Wie etwa stand in Auschwitz der geistige Mensch zum Tode? Ein weites, unübersichtliches Feld, das hier nur flüchtig und im Geschwindschritt ausgemessen werden kann! Ich darf wohl als bekannt voraussetzen, dass der Lagerhäftling nicht Tür an Tür, sondern im selben Raum mit dem Tode lebte. Der Tod war allgegenwärtig, Die Selektionen für die Gaskammern fanden in regelmässigen Abständen statt. Für ein Nichts wurden Häftlinge am Appellplatz gehängt, und ihre Kameraden mussten, Augen rechts!, zu flotter Marschmusik an den vom Galgen baumelnden Körpern vorbeidefilieren. Es wurde in Massen gestorben, am Arbeitsplatz, im Krankenbau, im Bunker, im Block. Ich erinnere mich an Zeiten, in denen ich achtlos über aufgehäufte Leichen stieg und wir alle zu schwach und gleichgültig waren, um die Verstorbenen auch nur aus der Baracke hinaus ins Freie zu schleppen.
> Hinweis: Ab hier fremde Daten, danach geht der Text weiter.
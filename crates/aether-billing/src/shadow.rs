use std::collections::HashMap;
use std::sync::atomic::{AtomicU64, Ordering};
use std::sync::{Arc, LazyLock, Mutex};

use glob::Pattern;
use serde_json::{Map, Value};

use aether_common::{GatewayConfig, GatewayResult};
use aether_storage::Storage;

use crate::schema::BillingSnapshot;
use crate::service::BillingService;

/// Requests billed, by resolved mode and truth engine (labels flattened).
pub static BILLING_REQUESTS_TOTAL: AtomicU64 = AtomicU64::new(0);
pub static BILLING_DIFF_EXCEEDS_THRESHOLD_TOTAL: AtomicU64 = AtomicU64::new(0);
pub static BILLING_FALLBACK_TOTAL: AtomicU64 = AtomicU64::new(0);
pub static BILLING_INVARIANT_VIOLATION_TOTAL: AtomicU64 = AtomicU64::new(0);

#[derive(Debug, Clone, Copy, PartialEq, Eq)]
pub enum EngineMode {
    Legacy,
    Shadow,
    NewWithFallback,
    New,
}

impl EngineMode {
    pub fn parse(value: &str) -> EngineMode {
        match value.trim().to_ascii_lowercase().as_str() {
            "shadow" => EngineMode::Shadow,
            "new_with_fallback" => EngineMode::NewWithFallback,
            "new" => EngineMode::New,
            // Unknown values behave like legacy.
            _ => EngineMode::Legacy,
        }
    }

    pub fn as_str(self) -> &'static str {
        match self {
            EngineMode::Legacy => "legacy",
            EngineMode::Shadow => "shadow",
            EngineMode::NewWithFallback => "new_with_fallback",
            EngineMode::New => "new",
        }
    }
}

#[derive(Debug, Clone, Copy, PartialEq, Eq)]
pub enum TruthEngine {
    Legacy,
    New,
}

impl TruthEngine {
    pub fn as_str(self) -> &'static str {
        match self {
            TruthEngine::Legacy => "legacy",
            TruthEngine::New => "new",
        }
    }
}

#[derive(Debug)]
struct CompiledOverrides {
    exact: HashMap<String, EngineMode>,
    patterns: Vec<(Pattern, EngineMode)>,
}

fn compile_overrides(raw: &str) -> CompiledOverrides {
    let mut exact = HashMap::new();
    let mut patterns = Vec::new();
    if let Ok(Value::Object(map)) = serde_json::from_str::<Value>(raw) {
        for (key, value) in map {
            let mode = EngineMode::parse(value.as_str().unwrap_or_default());
            if key.contains(['*', '?', '[']) {
                if let Ok(pattern) = Pattern::new(&key) {
                    patterns.push((pattern, mode));
                }
            } else {
                exact.insert(key, mode);
            }
        }
    }
    CompiledOverrides { exact, patterns }
}

static OVERRIDE_CACHE: LazyLock<Mutex<HashMap<String, Arc<CompiledOverrides>>>> =
    LazyLock::new(|| Mutex::new(HashMap::new()));

fn compiled_overrides(raw: &str) -> Arc<CompiledOverrides> {
    if let Ok(mut guard) = OVERRIDE_CACHE.lock() {
        if let Some(found) = guard.get(raw) {
            return found.clone();
        }
        let compiled = Arc::new(compile_overrides(raw));
        // Override strings come from config; a handful of variants at most.
        if guard.len() > 32 {
            guard.clear();
        }
        guard.insert(raw.to_string(), compiled.clone());
        return compiled;
    }
    Arc::new(compile_overrides(raw))
}

/// Resolve the engine mode for `provider/model`: exact override, then
/// fnmatch-style patterns, then the base mode. Pure, no DB.
pub fn resolve_engine_mode(config: &GatewayConfig, provider: &str, model: &str) -> EngineMode {
    let base = EngineMode::parse(&config.billing_engine);
    let overrides = compiled_overrides(&config.billing_engine_overrides);
    let key = format!("{provider}/{model}");
    if let Some(mode) = overrides.exact.get(&key) {
        return *mode;
    }
    for (pattern, mode) in &overrides.patterns {
        if pattern.matches(&key) {
            return *mode;
        }
    }
    base
}

/// Cost breakdown written into usage rows (the billable truth).
#[derive(Debug, Clone, Copy, PartialEq, Default)]
pub struct CostBreakdown {
    pub input_cost: f64,
    pub output_cost: f64,
    pub cache_creation_cost: f64,
    pub cache_read_cost: f64,
    pub request_cost: f64,
    pub total_cost: f64,
}

impl CostBreakdown {
    pub fn cache_cost(&self) -> f64 {
        self.cache_creation_cost + self.cache_read_cost
    }

    /// `total == Σ components` within 1e-8. Exact for the new engine (it
    /// sums quantized components); legacy floats get the epsilon.
    pub fn validate(&self) -> bool {
        let computed = self.input_cost
            + self.output_cost
            + self.cache_creation_cost
            + self.cache_read_cost
            + self.request_cost;
        (computed - self.total_cost).abs() < 1e-8
    }
}

#[derive(Debug, Clone)]
pub struct ShadowBillingResult {
    /// Written into the usage row.
    pub truth_breakdown: CostBreakdown,
    /// Persisted only under `request_metadata.billing_shadow`.
    pub shadow_snapshot: Option<BillingSnapshot>,
    /// Reconciliation data (totals, diff, per-component deltas).
    pub comparison: Map<String, Value>,
    pub engine_mode: EngineMode,
    pub truth_engine: TruthEngine,
    pub was_fallback: bool,
}

/// Runs the new billing engine alongside the legacy outcome.
///
/// Truth and shadow stay strictly separated; callers decide how to persist
/// each. Never writes rows.
pub struct ShadowBillingService<'a> {
    storage: &'a dyn Storage,
    config: &'a GatewayConfig,
}

impl<'a> ShadowBillingService<'a> {
    pub fn new(storage: &'a dyn Storage, config: &'a GatewayConfig) -> Self {
        Self { storage, config }
    }

    pub fn engine_mode(&self, provider: &str, model: &str) -> EngineMode {
        resolve_engine_mode(self.config, provider, model)
    }

    #[allow(clippy::too_many_arguments)]
    pub async fn calculate_with_shadow(
        &self,
        provider: &str,
        provider_id: Option<i64>,
        model: &str,
        task_type: &str,
        input_tokens: i64,
        output_tokens: i64,
        cache_creation_input_tokens: i64,
        cache_read_input_tokens: i64,
        legacy_truth: CostBreakdown,
        is_failed_request: bool,
    ) -> GatewayResult<ShadowBillingResult> {
        let engine_mode = resolve_engine_mode(self.config, provider, model);

        if engine_mode == EngineMode::Legacy {
            BILLING_REQUESTS_TOTAL.fetch_add(1, Ordering::Relaxed);
            let mut comparison = Map::new();
            comparison.insert(
                "engine_mode".to_string(),
                Value::from(engine_mode.as_str()),
            );
            return Ok(ShadowBillingResult {
                truth_breakdown: legacy_truth,
                shadow_snapshot: None,
                comparison,
                engine_mode,
                truth_engine: TruthEngine::Legacy,
                was_fallback: false,
            });
        }

        // Failed requests do not bill the per-request component.
        let request_count = i64::from(!is_failed_request);
        let mut dimensions = Map::new();
        dimensions.insert("input_tokens".to_string(), Value::from(input_tokens.max(0)));
        dimensions.insert("output_tokens".to_string(), Value::from(output_tokens.max(0)));
        dimensions.insert(
            "cache_creation_input_tokens".to_string(),
            Value::from(cache_creation_input_tokens.max(0)),
        );
        dimensions.insert(
            "cache_read_input_tokens".to_string(),
            Value::from(cache_read_input_tokens.max(0)),
        );
        dimensions.insert("request_count".to_string(), Value::from(request_count));

        let task = {
            let normalized = task_type.trim().to_ascii_lowercase();
            match normalized.as_str() {
                "chat" | "cli" | "video" | "image" | "audio" => normalized,
                _ => "chat".to_string(),
            }
        };

        let new_result = BillingService::new(self.storage, self.config)
            .calculate(&task, model, provider_id, &dimensions, Some(false))
            .await?;
        let shadow_snapshot = new_result.snapshot;

        let component = |name: &str| -> f64 {
            shadow_snapshot
                .cost_breakdown
                .get(name)
                .and_then(Value::as_f64)
                .unwrap_or(0.0)
        };
        let new_breakdown = CostBreakdown {
            input_cost: component("input_cost"),
            output_cost: component("output_cost"),
            cache_creation_cost: component("cache_creation_cost"),
            cache_read_cost: component("cache_read_cost"),
            request_cost: component("request_cost"),
            total_cost: shadow_snapshot.total_cost,
        };

        let diff = (new_breakdown.total_cost - legacy_truth.total_cost).abs();
        let diff_pct = if legacy_truth.total_cost > 0.0 {
            diff / legacy_truth.total_cost * 100.0
        } else {
            0.0
        };

        let mut comparison = Map::new();
        comparison.insert("engine_mode".to_string(), Value::from(engine_mode.as_str()));
        comparison.insert("old_total".to_string(), Value::from(legacy_truth.total_cost));
        comparison.insert("new_total".to_string(), Value::from(new_breakdown.total_cost));
        comparison.insert("diff_usd".to_string(), Value::from(diff));
        comparison.insert("diff_pct".to_string(), Value::from(diff_pct));
        let mut breakdown_diff = Map::new();
        breakdown_diff.insert(
            "input_cost".to_string(),
            Value::from(new_breakdown.input_cost - legacy_truth.input_cost),
        );
        breakdown_diff.insert(
            "output_cost".to_string(),
            Value::from(new_breakdown.output_cost - legacy_truth.output_cost),
        );
        breakdown_diff.insert(
            "cache_creation_cost".to_string(),
            Value::from(new_breakdown.cache_creation_cost - legacy_truth.cache_creation_cost),
        );
        breakdown_diff.insert(
            "cache_read_cost".to_string(),
            Value::from(new_breakdown.cache_read_cost - legacy_truth.cache_read_cost),
        );
        breakdown_diff.insert(
            "request_cost".to_string(),
            Value::from(new_breakdown.request_cost - legacy_truth.request_cost),
        );
        comparison.insert("breakdown_diff".to_string(), Value::Object(breakdown_diff));

        let threshold = if self.config.billing_diff_threshold_usd > 0.0 {
            self.config.billing_diff_threshold_usd
        } else {
            0.0001
        };
        if diff > threshold {
            BILLING_DIFF_EXCEEDS_THRESHOLD_TOTAL.fetch_add(1, Ordering::Relaxed);
            let message = format!(
                "billing diff detected: provider={provider} model={model} old={:.8} new={:.8} diff={diff:.8} ({diff_pct:.4}%) mode={}",
                legacy_truth.total_cost,
                new_breakdown.total_cost,
                engine_mode.as_str()
            );
            match self.config.billing_shadow_log_level.to_ascii_lowercase().as_str() {
                "debug" => tracing::debug!("{message}"),
                "warn" | "warning" => tracing::warn!("{message}"),
                "error" => tracing::error!("{message}"),
                _ => tracing::info!("{message}"),
            }
        }

        let (truth_engine, truth, was_fallback) = match engine_mode {
            EngineMode::Shadow => (TruthEngine::Legacy, legacy_truth, false),
            EngineMode::New => (TruthEngine::New, new_breakdown, false),
            EngineMode::NewWithFallback => {
                if diff > threshold * 10.0 {
                    BILLING_FALLBACK_TOTAL.fetch_add(1, Ordering::Relaxed);
                    (TruthEngine::Legacy, legacy_truth, true)
                } else {
                    (TruthEngine::New, new_breakdown, false)
                }
            }
            EngineMode::Legacy => (TruthEngine::Legacy, legacy_truth, false),
        };

        BILLING_REQUESTS_TOTAL.fetch_add(1, Ordering::Relaxed);

        if !truth.validate() {
            BILLING_INVARIANT_VIOLATION_TOTAL.fetch_add(1, Ordering::Relaxed);
            tracing::warn!(
                provider,
                model,
                engine_mode = engine_mode.as_str(),
                truth_engine = truth_engine.as_str(),
                truth_total = truth.total_cost,
                "billing invariant violation"
            );
        }

        Ok(ShadowBillingResult {
            truth_breakdown: truth,
            shadow_snapshot: Some(shadow_snapshot),
            comparison,
            engine_mode,
            truth_engine,
            was_fallback,
        })
    }
}

#[cfg(test)]
mod tests {
    use super::*;
    use aether_common::GatewayConfig;

    fn config_with(engine: &str, overrides: &str) -> GatewayConfig {
        GatewayConfig {
            billing_engine: engine.to_string(),
            billing_engine_overrides: overrides.to_string(),
            ..Default::default()
        }
    }

    #[test]
    fn exact_and_wildcard_overrides_resolve() {
        let config = config_with(
            "legacy",
            r#"{"anthropic/*": "shadow", "openai/gpt-4o": "new"}"#,
        );
        assert_eq!(
            resolve_engine_mode(&config, "openai", "gpt-4o"),
            EngineMode::New
        );
        assert_eq!(
            resolve_engine_mode(&config, "anthropic", "claude-3-5-sonnet"),
            EngineMode::Shadow
        );
        assert_eq!(
            resolve_engine_mode(&config, "other", "x"),
            EngineMode::Legacy
        );
    }

    #[test]
    fn unknown_modes_behave_like_legacy() {
        let config = config_with("turbo", "{}");
        assert_eq!(resolve_engine_mode(&config, "p", "m"), EngineMode::Legacy);
    }

    #[test]
    fn breakdown_validation_uses_epsilon() {
        let good = CostBreakdown {
            input_cost: 0.1,
            output_cost: 0.2,
            total_cost: 0.3,
            ..Default::default()
        };
        assert!(good.validate());
        let bad = CostBreakdown {
            input_cost: 0.1,
            total_cost: 0.3,
            ..Default::default()
        };
        assert!(!bad.validate());
    }
}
Aber all dies ist, wie gesagt, bekannt bis zum Überdruss, gehört ins Gebiet der eingangs erwähnten Greuel, von denen ausführlich zu sprechen man mir wohlmeinend abgeraten hat.
Ende Auszug. Oliver-August Lützenich tue es trotzdem, so oft ich das Gefühl bin, dass es notwendig ist und das ist es immer noch. LEIDer.

Längst haben Sie bemerkt, dass mir falsche Vorstellungen fast so ein Greuel sind, wie es Misshandlungen, Quälereien und Torturen sind, wie Auschwitz eine war, denn *ich bin inzwischen ziemlich gewiss, dass falsche Vorstellungen diese Misshandlungen und Torturen begünstigen, und wenn sie in Leidens-Erwartungen münden, sogar zwangsläufig in solche führen.

Also arbeite *ich fortwährend daran, diese Vorstellungen und Erwartungen in *mir zu finden, sie auf den Wahrheits- und vor allem Wirklichkeitsgehalt zu prüfen und die falschen, die leidensführenden, die Selbst- und Andere-quälenden zu isolieren und zu heilen.

Das bedeutet tägliche disziplinierte Gedanken-Arbeit und die Bereitschaft so viel, wie für ein kleines Mensch, wie m*ich, schaffbar ist, an Ergebnissen und Ereignissen der Aktualität (Informationen) einzunehmen. Die Aufnahme-Kapazität in mir, also auch in allen anderen Menschen wäre RIESIG, ENORM, GIGANTISCH, aber ..., Sie wissen, es gibt fast stets ein Aber, aber die Engstelle des Glaubens und der Vergangenheit behindert stets die freie Einfahrt; und wenn es dann mal drinn ist, werde *ich oft genug am Zugriff auf das Wissen und an der Weite des Gefühl gehindert. So ist das noch, ich wollte das nur mal erwähnen. Gruss.